Bill Gates said the problem of spam would be "solved" in 2006 after the government passed the Can-Spam Act of 2003, and for a while it seemed like that might actually happen. The volume of spam went down during the first eight months of 2005, and spam filters became increasingly effective at catching unsolicited e-mail. However, spammers are back with a vengeance: according to spam filtering firm Ironport, as quoted by the New York Times, spam volume has doubled since last year.
One important factor in the increase has been the rise of so-called "image spam." Whereas traditional spam simply contains text that spam filters can learn to filter out, image spam places that text in images that can't be read by a regular spam filter. Some spam filters use optical character recognition to get around that problem, but spammers have been quick to litter image spam with dots and lines that confuse OCR software. Ironport says image spam now accounts for up to 45% of all spam.

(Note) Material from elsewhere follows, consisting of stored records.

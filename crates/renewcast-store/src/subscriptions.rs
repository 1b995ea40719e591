use std::sync::{Mutex, MutexGuard};

use async_trait::async_trait;
use chrono::NaiveDateTime;
use renewcast_models::subscription::{Subscription, SQL_DATETIME_FORMAT, SUBSCRIPTIONS_TABLE_DDL};
use renewcast_models::window::WindowRange;
use rusqlite::Connection;
use rust_decimal::Decimal;
use tracing::debug;

use crate::error::StoreError;

/// Read access to the shared subscriptions table.
///
/// Both aggregates cover active subscriptions whose `expiration` falls inside
/// the inclusive range. Mockable for testing.
#[async_trait]
pub trait SubscriptionStore: Send + Sync {
    async fn count_expiring(&self, range: &WindowRange) -> Result<u64, StoreError>;

    /// Sum of `recurring_amount`. No matching rows sums to zero.
    async fn sum_recurring_amount(&self, range: &WindowRange) -> Result<Decimal, StoreError>;
}

/// SQLite-backed subscription store.
///
/// The subscriptions table is written by the billing pipeline; this component
/// only reads it. Access is synchronized via `Mutex` since
/// `rusqlite::Connection` is not `Sync`.
pub struct SqliteSubscriptionStore {
    conn: Mutex<Connection>,
}

impl SqliteSubscriptionStore {
    /// Open a read-only connection to the shared database.
    pub fn open(path: &str) -> Result<Self, StoreError> {
        let conn = Connection::open_with_flags(
            path,
            rusqlite::OpenFlags::SQLITE_OPEN_READ_ONLY | rusqlite::OpenFlags::SQLITE_OPEN_NO_MUTEX,
        )?;
        Ok(Self {
            conn: Mutex::new(conn),
        })
    }

    /// Open an in-memory database with the schema created. The in-memory DB
    /// is writable so tests can seed data.
    pub fn open_in_memory() -> Result<Self, StoreError> {
        let conn = Connection::open_in_memory()?;
        conn.execute_batch(SUBSCRIPTIONS_TABLE_DDL)?;
        Ok(Self {
            conn: Mutex::new(conn),
        })
    }

    /// Insert a subscription row. In production the billing pipeline writes
    /// the table; this method is available for testing and seeding.
    pub fn insert(&self, sub: &Subscription) -> Result<(), StoreError> {
        let conn = self.lock()?;
        conn.execute(
            "INSERT OR REPLACE INTO subscriptions \
             (id, customer_id, product_id, period, initial_amount, recurring_amount, \
              created, expiration, status) \
             VALUES (?1, ?2, ?3, ?4, ?5, ?6, ?7, ?8, ?9)",
            rusqlite::params![
                sub.id,
                sub.customer_id,
                sub.product_id,
                sub.period,
                sub.initial_amount.to_string(),
                sub.recurring_amount.to_string(),
                sql_datetime(sub.created),
                sql_datetime(sub.expiration),
                sub.status.as_str(),
            ],
        )?;
        Ok(())
    }

    fn lock(&self) -> Result<MutexGuard<'_, Connection>, StoreError> {
        self.conn
            .lock()
            .map_err(|e| StoreError::Unavailable(format!("connection mutex poisoned: {e}")))
    }
}

#[async_trait]
impl SubscriptionStore for SqliteSubscriptionStore {
    async fn count_expiring(&self, range: &WindowRange) -> Result<u64, StoreError> {
        let begin = sql_datetime(range.begin);
        let end = sql_datetime(range.end);
        debug!(%begin, %end, "counting expiring subscriptions");

        let conn = self.lock()?;
        let mut stmt = conn.prepare_cached(
            "SELECT COUNT(*) FROM subscriptions \
             WHERE expiration >= ?1 AND expiration <= ?2 AND status = 'active'",
        )?;
        let count: i64 = stmt.query_row(rusqlite::params![begin, end], |row| row.get(0))?;
        Ok(count as u64)
    }

    async fn sum_recurring_amount(&self, range: &WindowRange) -> Result<Decimal, StoreError> {
        let begin = sql_datetime(range.begin);
        let end = sql_datetime(range.end);
        debug!(%begin, %end, "summing expiring recurring amounts");

        let conn = self.lock()?;
        let mut stmt = conn.prepare_cached(
            "SELECT SUM(recurring_amount) FROM subscriptions \
             WHERE expiration >= ?1 AND expiration <= ?2 AND status = 'active'",
        )?;
        let sum: Option<f64> = stmt.query_row(rusqlite::params![begin, end], |row| row.get(0))?;

        // SUM over zero rows is NULL, which counts as zero here
        match sum {
            Some(total) => Decimal::try_from(total)
                .map_err(|e| StoreError::Amount(format!("sum {total} not representable: {e}"))),
            None => Ok(Decimal::ZERO),
        }
    }
}

fn sql_datetime(ts: NaiveDateTime) -> String {
    ts.format(SQL_DATETIME_FORMAT).to_string()
}

#[cfg(test)]
mod tests {
    use super::*;
    use chrono::NaiveDate;
    use renewcast_models::subscription::SubscriptionStatus;
    use rust_decimal_macros::dec;

    fn ts(year: i32, month: u32, day: u32, hour: u32) -> NaiveDateTime {
        NaiveDate::from_ymd_opt(year, month, day)
            .unwrap()
            .and_hms_opt(hour, 0, 0)
            .unwrap()
    }

    fn make_sub(
        id: i64,
        amount: Decimal,
        expiration: NaiveDateTime,
        status: SubscriptionStatus,
    ) -> Subscription {
        Subscription {
            id,
            customer_id: 100 + id,
            product_id: 1,
            period: "month".to_string(),
            initial_amount: amount,
            recurring_amount: amount,
            created: ts(2024, 1, 1, 9),
            expiration,
            status,
        }
    }

    fn march_range() -> WindowRange {
        WindowRange {
            begin: ts(2024, 3, 1, 0),
            end: NaiveDate::from_ymd_opt(2024, 3, 31)
                .unwrap()
                .and_hms_opt(23, 59, 59)
                .unwrap(),
        }
    }

    #[tokio::test]
    async fn count_includes_only_active_rows_in_range() {
        let store = SqliteSubscriptionStore::open_in_memory().unwrap();
        store
            .insert(&make_sub(1, dec!(10.25), ts(2024, 3, 15, 12), SubscriptionStatus::Active))
            .unwrap();
        store
            .insert(&make_sub(2, dec!(10.25), ts(2024, 3, 16, 12), SubscriptionStatus::Cancelled))
            .unwrap();
        store
            .insert(&make_sub(3, dec!(10.25), ts(2024, 4, 2, 12), SubscriptionStatus::Active))
            .unwrap();

        let count = store.count_expiring(&march_range()).await.unwrap();
        assert_eq!(count, 1);
    }

    #[tokio::test]
    async fn sum_adds_recurring_amounts() {
        let store = SqliteSubscriptionStore::open_in_memory().unwrap();
        store
            .insert(&make_sub(1, dec!(10.25), ts(2024, 3, 10, 12), SubscriptionStatus::Active))
            .unwrap();
        store
            .insert(&make_sub(2, dec!(5.50), ts(2024, 3, 20, 12), SubscriptionStatus::Active))
            .unwrap();
        store
            .insert(&make_sub(3, dec!(99.00), ts(2024, 3, 25, 12), SubscriptionStatus::Expired))
            .unwrap();

        let sum = store.sum_recurring_amount(&march_range()).await.unwrap();
        assert_eq!(sum, dec!(15.75));
    }

    #[tokio::test]
    async fn sum_with_no_matching_rows_is_zero() {
        let store = SqliteSubscriptionStore::open_in_memory().unwrap();
        let sum = store.sum_recurring_amount(&march_range()).await.unwrap();
        assert_eq!(sum, Decimal::ZERO);
    }

    #[tokio::test]
    async fn range_bounds_are_inclusive() {
        let store = SqliteSubscriptionStore::open_in_memory().unwrap();
        let range = march_range();
        store
            .insert(&make_sub(1, dec!(1.00), range.begin, SubscriptionStatus::Active))
            .unwrap();
        store
            .insert(&make_sub(2, dec!(1.00), range.end, SubscriptionStatus::Active))
            .unwrap();
        // One second past the end
        store
            .insert(&make_sub(3, dec!(1.00), ts(2024, 4, 1, 0), SubscriptionStatus::Active))
            .unwrap();

        let count = store.count_expiring(&range).await.unwrap();
        assert_eq!(count, 2);
    }

    #[tokio::test]
    async fn insert_replaces_existing_id() {
        let store = SqliteSubscriptionStore::open_in_memory().unwrap();
        let mut sub = make_sub(1, dec!(10.25), ts(2024, 3, 15, 12), SubscriptionStatus::Active);
        store.insert(&sub).unwrap();

        sub.status = SubscriptionStatus::Cancelled;
        store.insert(&sub).unwrap();

        let count = store.count_expiring(&march_range()).await.unwrap();
        assert_eq!(count, 0);
    }
}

Another factor that has spurred spam growth is malware that uses infected home PCs to propagate spam, the New York Times says. Not only does this malware help spammers avoid detection, it also makes image spam possible since the bandwidth required to send thousands of images every day is spread out among zombie machines and costs nothing to the spammer. The situation is so bad that Ironport Technology VP Patrick Peterson has gone so far as to say, "As an industry I think we [anti-spam companies] are losing. The bad guys are simply outrunning most of the technology out there today."